You Will Get DirectX 11.2 Only With Windows 8.1 403
SmartAboutThings writes "Microsoft has just announced the next version of DirectX, 11.2, on its website. But the real 'problem' is that it is going to be exclusive to Windows 8.1 and next generation consoles — Xbox One and Play Station 4. This is not news, as DirectX 11.1 was exclusive to Windows 7 & 8. But is this going to help Microsoft convince people to ugprade or will make them angry?"
Re: Sheeple follow their games (Score:2, Informative)
Not if you are into video or image editing it isn't.
If I want to do professional video or image editing, I use what the professionals use, which is Mac OS X. That goes for most major studios and television networks.
Re:Playstation 4? (Score:5, Informative)
Idiot summary. Its OpenGL 4.3/OpenGL 4.4
Re:Angry (Score:5, Informative)
Re:DirectX on the Playstation? (Score:5, Informative)
Ok I did some digging and found this:
At the Game Developer's Conference (GDC 2013), Sony said, "PS4 Shader Language is very similar to HLSL, allows features BEYOND Direct X 11 and OpenGL 4.0"
Then some moron interpreted that as meaning Sony would use directx and extend its features but all it meant is Sony saying their shader language would be better than direct 11 and opengl 4.0.
Re:So it's going to be downvoted. (Score:5, Informative)
No, the difference from Vista + SP2 + bunch of hotfixes to 7 is hard to spot. ...
Try the original RTM Vista.
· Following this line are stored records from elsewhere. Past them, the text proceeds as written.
//! Collaborator error types

use thiserror::Error;

/// Failure talking to the companion service, with classification
#[derive(Debug, Clone, Error)]
#[error("{message}")]
pub struct ApiError {
    pub kind: ApiErrorKind,
    pub message: String,
}

impl ApiError {
    pub fn new(kind: ApiErrorKind, message: impl Into<String>) -> Self {
        Self {
            kind,
            message: message.into(),
        }
    }

    pub fn network(message: impl Into<String>) -> Self {
        Self::new(ApiErrorKind::Network, message)
    }

    pub fn rate_limit(message: impl Into<String>) -> Self {
        Self::new(ApiErrorKind::RateLimit, message)
    }

    pub fn server_error(message: impl Into<String>) -> Self {
        Self::new(ApiErrorKind::ServerError, message)
    }

    pub fn auth(message: impl Into<String>) -> Self {
        Self::new(ApiErrorKind::Auth, message)
    }

    pub fn invalid_request(message: impl Into<String>) -> Self {
        Self::new(ApiErrorKind::InvalidRequest, message)
    }

    pub fn invalid_response(message: impl Into<String>) -> Self {
        Self::new(ApiErrorKind::InvalidResponse, message)
    }

    /// Classify a non-success HTTP status
    pub fn from_status(status: u16, body: &str) -> Self {
        let detail = error_detail(body).unwrap_or_else(|| format!("HTTP {status}"));
        match status {
            401 | 403 => Self::auth(format!("Not signed in or session expired: {detail}")),
            429 => Self::rate_limit(format!("Too many requests: {detail}")),
            500..=599 => Self::server_error(format!("Service unavailable: {detail}")),
            _ => Self::invalid_request(format!("Request rejected: {detail}")),
        }
    }
}

impl From<reqwest::Error> for ApiError {
    fn from(e: reqwest::Error) -> Self {
        if e.is_decode() {
            Self::invalid_response(format!("Unexpected response body: {e}"))
        } else if let Some(status) = e.status() {
            Self::from_status(status.as_u16(), "")
        } else {
            Self::network(format!("Network error: {e}"))
        }
    }
}

/// Error classification
#[derive(Debug, Clone, Copy, PartialEq, Eq)]
pub enum ApiErrorKind {
    /// Connect failures, timeouts, dropped bodies
    Network,
    /// Rate limited (429)
    RateLimit,
    /// Server error (5xx)
    ServerError,
    /// Missing or rejected bearer credential (401, 403)
    Auth,
    /// Other 4xx
    InvalidRequest,
    /// Body that does not match the expected shape
    InvalidResponse,
}

impl ApiErrorKind {
    /// Whether trying again later can succeed without user intervention
    pub fn is_retryable(self) -> bool {
        matches!(self, Self::Network | Self::RateLimit | Self::ServerError)
    }
}

/// Pull a human readable message out of a FastAPI-style error body
fn error_detail(body: &str) -> Option<String> {
    let body = body.trim();
    if body.is_empty() {
        return None;
    }
    let parsed = serde_json::from_str::<serde_json::Value>(body).ok();
    let detail = parsed.as_ref().and_then(|value| {
        value
            .get("detail")
            .or_else(|| value.get("message"))
            .and_then(serde_json::Value::as_str)
            .map(ToString::to_string)
    });
    Some(detail.unwrap_or_else(|| body.to_string()))
}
Say hello to horribly slow explorer file copy, indexer and background defrag kicking in at the most inappropriate times, paranoid default UAC settings,
Re:So it's going to be downvoted. (Score:3, Informative)
The Metro interface was basically a way to train people to use the same interface as WP8 so they could sell more phones. It's sort-of working, with WP8 now at 3% of the smartphone market, but they've achieved that by Nokia losing money on each phone.
Re:Sheeple follow their games (Score:5, Informative)
Windows 8 comes with app store functionality bundled.
Applications available through this store must use only the Windows Runtime API (section 3.1 [microsoft.com]). This API lacks DirectInput (source [microsoft.com]), which means Windows Store games on desktop computers can't use inexpensive or specialized game controllers. They're limited to a keyboard (for Player 1 only), a mouse (for Player 1 only), and an Xbox 360 Controller (which must be licensed by Microsoft). Games must be fully playable with a touch screen alone (section 3.5 [microsoft.com]), which rules out several genres that rely on giving the player physical buttons to perform actions, and it can't have more than five seconds of loading even when run on the cheapest Atom-powered computer with a spinning disk hard drive (section 3.8 [microsoft.com]). Nor may it allow users to create scripts and share them with one another (section 3.9 [microsoft.com]), ruling out user-created game mods [tvtropes.org] that aren't just mesh/texture swaps and the entire Programming Game genre [tvtropes.org]. Nor do games with retro-style low-definition pixel-art graphics like Mega Man 9 appear to be supported, as their screenshots are smaller than 1366x768 (section 6.8 [microsoft.com]).
Re:So it's going to be downvoted. (Score:5, Informative)
Funny thing, actually, on Win 8 booting faster: it's largely because they quietly turned "Shut Down" into "Hibernate". When you select "Shut Down" in Win 8, you're really hibernating it. The only way to properly shut it down is via the command line. I learned this the hard way as a PC repair tech; I couldn't mount a Windows 8 volume using ntfs-3g, even though I'd "properly" shut it down Win 8. I did some digging and learned the truth, and shut it down via the command line, and was able to mount the drive using ntfs-3g.
Re: Mehh (Score:5, Informative)
There are cross platform solutions such as OpenGL and OpenAL. If games developers focused on them, then I don't care about the state of DirectX. The fact we see games being released on Steam that can do cross platform, shows there are alternatives to MS API lock-in.